That word - - Compromise - - often elicits an angry response. Some think it means sacrificing one's principles on the alter of expediency.
In fact, compromise is a valuable way to resolve conflict, a fact of life in any relationship. What sets it apart is its ability to find a way forward when the the clock is ticking and the only alternative is "all or nothing."
The constitutional republic called the Unite States of America was intentionally designed by its founders to require compromise in order to reach decisions among opposing views. Without compromise, nothing happens. It's part of negotiation, it's "the art of the possible." Both parties agree to get half a loaf and come back tomorrow to try again.
Today's Wall Street Journal included the following quote by Ronald Reagan that tells it best.
"There were still some hard feelings toward me left over from the campaign, when I’d gone out of my way to say I thought the professional politicians in Sacramento and I were natural enemies: My loyalty was to the people, not the political establishment, and I had said so fairly pointedly. Although that sentiment never changed, I realized after a while that to accomplish what I wanted to do swimming upstream against a current of opposition legislators, I’d have to do some negotiating with them. . . .
When I began entering into the give and take of legislative bargaining in Sacramento, a lot of the most radical conservatives who had supported me during the election didn’t like it. “Compromise” was a dirty word to them and they wouldn’t face the fact that we couldn’t get all of what we wanted today. They wanted all or nothing and they wanted it all at once.

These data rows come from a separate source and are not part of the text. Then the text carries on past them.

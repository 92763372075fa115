use thiserror::Error;

use crate::checkpoint::StorageError;
use crate::lookup::LookupError;

#[derive(Debug, Error)]
pub enum CheckerError {
    #[error("Input error: {0}")]
    Input(String),

    #[error("Config error: {0}")]
    Config(String),

    #[error("No saved session found for key `{0}`.")]
    NoSession(String),

    #[error("Storage error: {0}")]
    Storage(#[from] StorageError),

    #[error("Lookup client error: {0}")]
    Lookup(#[from] LookupError),

    #[error("IO error: {0}")]
    Io(#[from] std::io::Error),

    #[error("CSV error: {0}")]
    Csv(#[from] csv::Error),

    #[error("TOML parse error: {0}")]
    Toml(#[from] toml::de::Error),
}

#[cfg(test)]
mod tests {
    use super::*;

    #[test]
    fn input_and_config_errors_display() {
        assert_eq!(
            CheckerError::Input("no identifiers to check".into()).to_string(),
            "Input error: no identifiers to check"
        );
        assert_eq!(
            CheckerError::Config("min delay 9s exceeds max delay 3s".into()).to_string(),
            "Config error: min delay 9s exceeds max delay 3s"
        );
    }

    #[test]
    fn storage_error_converts() {
        let io = std::io::Error::new(std::io::ErrorKind::PermissionDenied, "denied");
        let err: CheckerError = StorageError::from(io).into();
        assert!(matches!(err, CheckerError::Storage(_)));
    }
}
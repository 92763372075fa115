use std::time::Duration;

use rand::seq::SliceRandom;
use reqwest::{Client, StatusCode, Url};
use tracing::debug;

use super::error::LookupError;
use super::types::ProfileResponse;

const CONNECT_TIMEOUT: Duration = Duration::from_secs(10);

const USER_AGENTS: &[&str] = &[
    "Mozilla/5.0 (Windows NT 10.0; Win64; x64) AppleWebKit/537.36 (KHTML, like Gecko) Chrome/120.0.0.0 Safari/537.36",
    "Mozilla/5.0 (Macintosh; Intel Mac OS X 10_15_7) AppleWebKit/537.36 (KHTML, like Gecko) Chrome/120.0.0.0 Safari/537.36",
    "Mozilla/5.0 (Windows NT 10.0; Win64; x64; rv:120.0) Gecko/20100101 Firefox/120.0",
    "Mozilla/5.0 (iPhone; CPU iPhone OS 14_4 like Mac OS X) AppleWebKit/605.1.15 (KHTML, like Gecko) Version/14.0 Mobile/15E148 Safari/604.1",
];

/// A single, non-retrying profile fetch. Retries live one level up.
pub trait ProfileSource {
    async fn fetch_profile(&self, username: &str) -> Result<ProfileResponse, LookupError>;
}

pub struct HttpProfileClient {
    client: Client,
    base_url: Url,
    api_key: Option<String>,
}

impl HttpProfileClient {
    /// Build a client for `base_url`; every request is bounded by `request_timeout`.
    ///
    /// Fails with [`LookupError::InvalidEndpoint`] unless `base_url` is an
    /// absolute `http` or `https` URL.
    pub fn new(
        base_url: String,
        api_key: Option<String>,
        request_timeout: Duration,
    ) -> Result<Self, LookupError> {
        let base_url = parse_endpoint(&base_url)?;
        let client = Client::builder()
            .connect_timeout(CONNECT_TIMEOUT)
            .timeout(request_timeout)
            .build()?;
        Ok(Self {
            client,
            base_url,
            api_key,
        })
    }

    fn user_agent() -> &'static str {
        USER_AGENTS
            .choose(&mut rand::thread_rng())
            .copied()
            .unwrap_or(USER_AGENTS[0])
    }
}

fn parse_endpoint(raw: &str) -> Result<Url, LookupError> {
    let invalid = |reason: String| LookupError::InvalidEndpoint {
        url: raw.to_string(),
        reason,
    };
    let url = Url::parse(raw.trim()).map_err(|e| invalid(e.to_string()))?;
    match url.scheme() {
        "http" | "https" => Ok(url),
        other => Err(invalid(format!("unsupported scheme `{other}`"))),
    }
}

impl ProfileSource for HttpProfileClient {
    async fn fetch_profile(&self, username: &str) -> Result<ProfileResponse, LookupError> {
        let mut request = self
            .client
            .get(self.base_url.clone())
            .query(&[("username", username)])
            .header("accept", "application/json, text/plain, */*")
            .header("user-agent", Self::user_agent());
        if let Some(key) = &self.api_key {
            request = request.bearer_auth(key);
        }

        let response = request.send().await?;
        let status = response.status();
        debug!(%username, status = status.as_u16(), "profile response");

        if status == StatusCode::NOT_FOUND {
            return Err(LookupError::NotFound);
        }

        if status == StatusCode::TOO_MANY_REQUESTS {
            let retry_after = response
                .headers()
                .get("retry-after")
                .and_then(|v| v.to_str().ok())
                .and_then(|v| v.trim().parse::<u64>().ok())
                .map(Duration::from_secs);
            return Err(LookupError::RateLimited { retry_after });
        }

        if !status.is_success() {
            let message = response
                .text()
                .await
                .unwrap_or_else(|_| "unknown error".to_string());
            return Err(LookupError::Api {
                status: status.as_u16(),
                message,
            });
        }

        let body = response.text().await?;
        serde_json::from_str::<ProfileResponse>(&body)
            .map_err(|e| LookupError::InvalidPayload(e.to_string()))
    }
}
//! Interface de linha de comando do lastpost baseada em clap.
//!
//! Define a struct [`Cli`] com subcomandos [`Command`] (run, status, export, clear)
//! e flags globais (--session, --state-dir, --verbose).

use std::path::PathBuf;

use clap::{Parser, Subcommand};

/// lastpost: verifica a data do post mais recente de uma lista de perfis, com retomada.
#[derive(Debug, Parser)]
#[command(name = "lastpost", version, about)]
pub struct Cli {
    #[command(subcommand)]
    pub command: Command,

    /// Chave da sessão salva (sobrepõe `session` do arquivo de configuração).
    #[arg(long, global = true)]
    pub session: Option<String>,

    /// Diretório dos checkpoints (sobrepõe `state_dir`).
    #[arg(long, global = true)]
    pub state_dir: Option<PathBuf>,

    /// Caminho do arquivo de configuração.
    #[arg(long, global = true, default_value = "lastpost.toml")]
    pub config: PathBuf,

    /// Habilita saída detalhada (verbose).
    #[arg(long, short, global = true, default_value_t = false)]
    pub verbose: bool,
}

#[derive(Debug, Subcommand)]
pub enum Command {
    /// Processa os identificadores de um arquivo (.csv usa a primeira coluna, outros uma linha por item).
    Run {
        /// Arquivo com os identificadores.
        input: PathBuf,

        /// Atraso mínimo entre itens, em segundos (1-120).
        #[arg(long)]
        min_delay: Option<u64>,

        /// Atraso máximo entre itens, em segundos (1-120).
        #[arg(long)]
        max_delay: Option<u64>,

        /// Ignora e descarta a sessão salva, começando do zero.
        #[arg(long, default_value_t = false)]
        no_resume: bool,

        /// Tentativas por identificador, incluindo a primeira.
        #[arg(long)]
        max_attempts: Option<u32>,

        /// Arquivo CSV de saída (padrão: results_<data>.csv).
        #[arg(long, short)]
        output: Option<PathBuf>,
    },

    /// Mostra o progresso da sessão salva.
    Status,

    /// Exporta os resultados da sessão salva para CSV.
    Export {
        /// Arquivo CSV de saída (padrão: results_<data>.csv).
        #[arg(long, short)]
        output: Option<PathBuf>,
    },

    /// Remove a sessão salva.
    Clear,
}
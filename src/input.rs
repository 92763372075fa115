//! Reading the identifier list handed to a run.

use std::path::Path;

use crate::error::CheckerError;

/// Read identifiers from `path`. `.csv` files contribute their first column,
/// anything else one identifier per line.
pub fn read_identifiers(path: &Path) -> Result<Vec<String>, CheckerError> {
    let contents = std::fs::read_to_string(path)?;
    let is_csv = path
        .extension()
        .and_then(|e| e.to_str())
        .is_some_and(|e| e.eq_ignore_ascii_case("csv"));
    if is_csv {
        parse_csv(&contents)
    } else {
        Ok(parse_lines(&contents))
    }
}

pub fn parse_lines(contents: &str) -> Vec<String> {
    contents
        .lines()
        .map(str::trim)
        .filter(|line| !line.is_empty())
        .map(str::to_string)
        .collect()
}

pub fn parse_csv(contents: &str) -> Result<Vec<String>, CheckerError> {
    let mut reader = csv::ReaderBuilder::new()
        .has_headers(false)
        .flexible(true)
        .from_reader(contents.as_bytes());

    let mut identifiers = Vec::new();
    for record in reader.records() {
        let record = record?;
        if let Some(first) = record.get(0).map(str::trim)
            && !first.is_empty()
        {
            identifiers.push(first.to_string());
        }
    }
    Ok(identifiers)
}
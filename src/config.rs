//! Configuração do lastpost carregada a partir de `lastpost.toml`.
//!
//! A struct [`CheckerConfig`] contém todos os parâmetros configuráveis.
//! Valores não presentes no arquivo usam defaults sensíveis.
//! As variáveis de ambiente `LASTPOST_API_KEY` e `LASTPOST_ENDPOINT` têm
//! precedência sobre o arquivo.

use std::path::{Path, PathBuf};
use std::time::Duration;

use anyhow::Result;
use serde::Deserialize;

use crate::error::CheckerError;
use crate::session::RetryPolicy;

/// Limites aceitos para os atrasos entre itens, em segundos.
pub const DELAY_BOUNDS: (u64, u64) = (1, 120);

/// Configuração de nível superior carregada de `lastpost.toml`.
#[derive(Debug, Clone, Deserialize)]
pub struct CheckerConfig {
    /// URL do endpoint de perfil consultado para cada identificador.
    #[serde(default)]
    pub endpoint: String,

    /// Token enviado como `Authorization: Bearer`, se houver.
    #[serde(default)]
    pub api_key: String,

    /// Atraso mínimo entre itens, em segundos.
    #[serde(default = "default_min_delay_secs")]
    pub min_delay_secs: u64,

    /// Atraso máximo entre itens, em segundos.
    #[serde(default = "default_max_delay_secs")]
    pub max_delay_secs: u64,

    /// Retoma a sessão salva quando o tamanho da entrada bate.
    #[serde(default = "default_resume")]
    pub resume: bool,

    /// Tentativas por identificador, incluindo a primeira.
    #[serde(default = "default_max_attempts")]
    pub max_attempts: u32,

    /// Atraso base em milissegundos para backoff exponencial.
    #[serde(default = "default_base_delay_ms")]
    pub base_delay_ms: u64,

    /// Jitter máximo somado a cada backoff, em milissegundos.
    #[serde(default = "default_jitter_ms")]
    pub jitter_ms: u64,

    /// Timeout total de cada requisição HTTP, em segundos.
    #[serde(default = "default_request_timeout_secs")]
    pub request_timeout_secs: u64,

    /// Salva um checkpoint a cada N itens concluídos.
    #[serde(default = "default_checkpoint_interval")]
    pub checkpoint_interval: usize,

    /// Diretório onde os checkpoints são gravados.
    #[serde(default = "default_state_dir")]
    pub state_dir: PathBuf,

    /// Chave da sessão dentro de `state_dir`.
    #[serde(default = "default_session")]
    pub session: String,
}

// Valor padrão para o atraso mínimo: 5s.
fn default_min_delay_secs() -> u64 {
    5
}

// Valor padrão para o atraso máximo: 7s.
fn default_max_delay_secs() -> u64 {
    7
}

// Valor padrão para retomada: habilitada.
fn default_resume() -> bool {
    true
}

// Valor padrão para tentativas: 3.
fn default_max_attempts() -> u32 {
    3
}

// Valor padrão para o atraso base: 1000ms.
fn default_base_delay_ms() -> u64 {
    1000
}

// Valor padrão para o jitter: 500ms.
fn default_jitter_ms() -> u64 {
    500
}

// Valor padrão para o timeout de requisição: 30s.
fn default_request_timeout_secs() -> u64 {
    30
}

// Valor padrão para o intervalo de checkpoint: 10 itens.
fn default_checkpoint_interval() -> usize {
    10
}

// Valor padrão para o diretório de estado: ".lastpost".
fn default_state_dir() -> PathBuf {
    PathBuf::from(".lastpost")
}

// Valor padrão para a chave de sessão: "default".
fn default_session() -> String {
    "default".to_string()
}

impl Default for CheckerConfig {
    fn default() -> Self {
        Self {
            endpoint: String::new(),
            api_key: String::new(),
            min_delay_secs: default_min_delay_secs(),
            max_delay_secs: default_max_delay_secs(),
            resume: default_resume(),
            max_attempts: default_max_attempts(),
            base_delay_ms: default_base_delay_ms(),
            jitter_ms: default_jitter_ms(),
            request_timeout_secs: default_request_timeout_secs(),
            checkpoint_interval: default_checkpoint_interval(),
            state_dir: default_state_dir(),
            session: default_session(),
        }
    }
}

impl CheckerConfig {
    /// Carrega a configuração do caminho indicado, usando defaults se o arquivo não existir.
    pub fn load_from(path: &Path) -> Result<Self> {
        let mut config = if path.exists() {
            let contents = std::fs::read_to_string(path)?;
            toml::from_str::<CheckerConfig>(&contents).map_err(CheckerError::from)?
        } else {
            Self::default()
        };

        if let Ok(key) = std::env::var("LASTPOST_API_KEY")
            && !key.is_empty()
        {
            config.api_key = key;
        }
        if let Ok(endpoint) = std::env::var("LASTPOST_ENDPOINT")
            && !endpoint.is_empty()
        {
            config.endpoint = endpoint;
        }

        Ok(config)
    }

    pub fn run_config(&self) -> RunConfig {
        RunConfig {
            min_delay_secs: self.min_delay_secs,
            max_delay_secs: self.max_delay_secs,
            resume: self.resume,
        }
    }

    pub fn retry_policy(&self) -> RetryPolicy {
        RetryPolicy {
            max_attempts: self.max_attempts,
            base_delay_ms: self.base_delay_ms,
            jitter_ms: self.jitter_ms,
        }
    }

    pub fn request_timeout(&self) -> Duration {
        Duration::from_secs(self.request_timeout_secs.max(1))
    }

    pub fn api_key(&self) -> Option<String> {
        (!self.api_key.is_empty()).then(|| self.api_key.clone())
    }
}

/// Parâmetros de uma execução, validados antes de qualquer efeito colateral.
#[derive(Debug, Clone, Copy, PartialEq, Eq)]
pub struct RunConfig {
    pub min_delay_secs: u64,
    pub max_delay_secs: u64,
    pub resume: bool,
}

impl Default for RunConfig {
    fn default() -> Self {
        CheckerConfig::default().run_config()
    }
}

impl RunConfig {
    pub fn validate(&self) -> Result<(), CheckerError> {
        let (lo, hi) = DELAY_BOUNDS;
        for (name, value) in [("min", self.min_delay_secs), ("max", self.max_delay_secs)] {
            if !(lo..=hi).contains(&value) {
                return Err(CheckerError::Config(format!(
                    "{name} delay {value}s is outside {lo}..={hi}s"
                )));
            }
        }
        if self.min_delay_secs > self.max_delay_secs {
            return Err(CheckerError::Config(format!(
                "min delay {}s exceeds max delay {}s",
                self.min_delay_secs, self.max_delay_secs
            )));
        }
        Ok(())
    }
}
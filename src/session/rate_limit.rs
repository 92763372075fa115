use std::time::Duration;

use rand::Rng;

/// Randomized pause inserted between consecutive items.
#[derive(Debug, Clone, Copy, PartialEq, Eq)]
pub struct RateLimiter {
    min_secs: u64,
    max_secs: u64,
}

impl RateLimiter {
    /// Bounds are whole seconds; callers validate `min_secs <= max_secs` beforehand.
    pub fn new(min_secs: u64, max_secs: u64) -> Self {
        Self { min_secs, max_secs }
    }

    pub fn next_delay(&self) -> Duration {
        delay_for(&mut rand::thread_rng(), self.min_secs, self.max_secs)
    }
}

/// Uniform whole-second delay in `[min_secs, max_secs]`, both ends inclusive.
pub fn delay_for<R: Rng + ?Sized>(rng: &mut R, min_secs: u64, max_secs: u64) -> Duration {
    let (lo, hi) = if min_secs <= max_secs {
        (min_secs, max_secs)
    } else {
        (max_secs, min_secs)
    };
    Duration::from_secs(rng.gen_range(lo..=hi))
}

If you don’t get it all, some said, don’t take anything.
I’d learned while negotiating union contracts (as president of the Screen Actors Guild) that you seldom got everything you asked for. And I agreed with FDR, who said in 1933: “I have no expectations of making a hit every time I come to bat. What I seek is the highest possible batting average.”
If you got seventy-five or eighty percent of what you were asking for, I say, you take it and fight for the rest later, and that’s what I told these radical conservatives who never got used to it."
The reason Rep Paul Ryan is being courted to step into the role of House Speaker is because he understands the necessity of compromise. He's getting pilloried for it by some in his party. It will be interesting to see if it has become a forgotten art to his colleagues. The alternatives aren't pretty.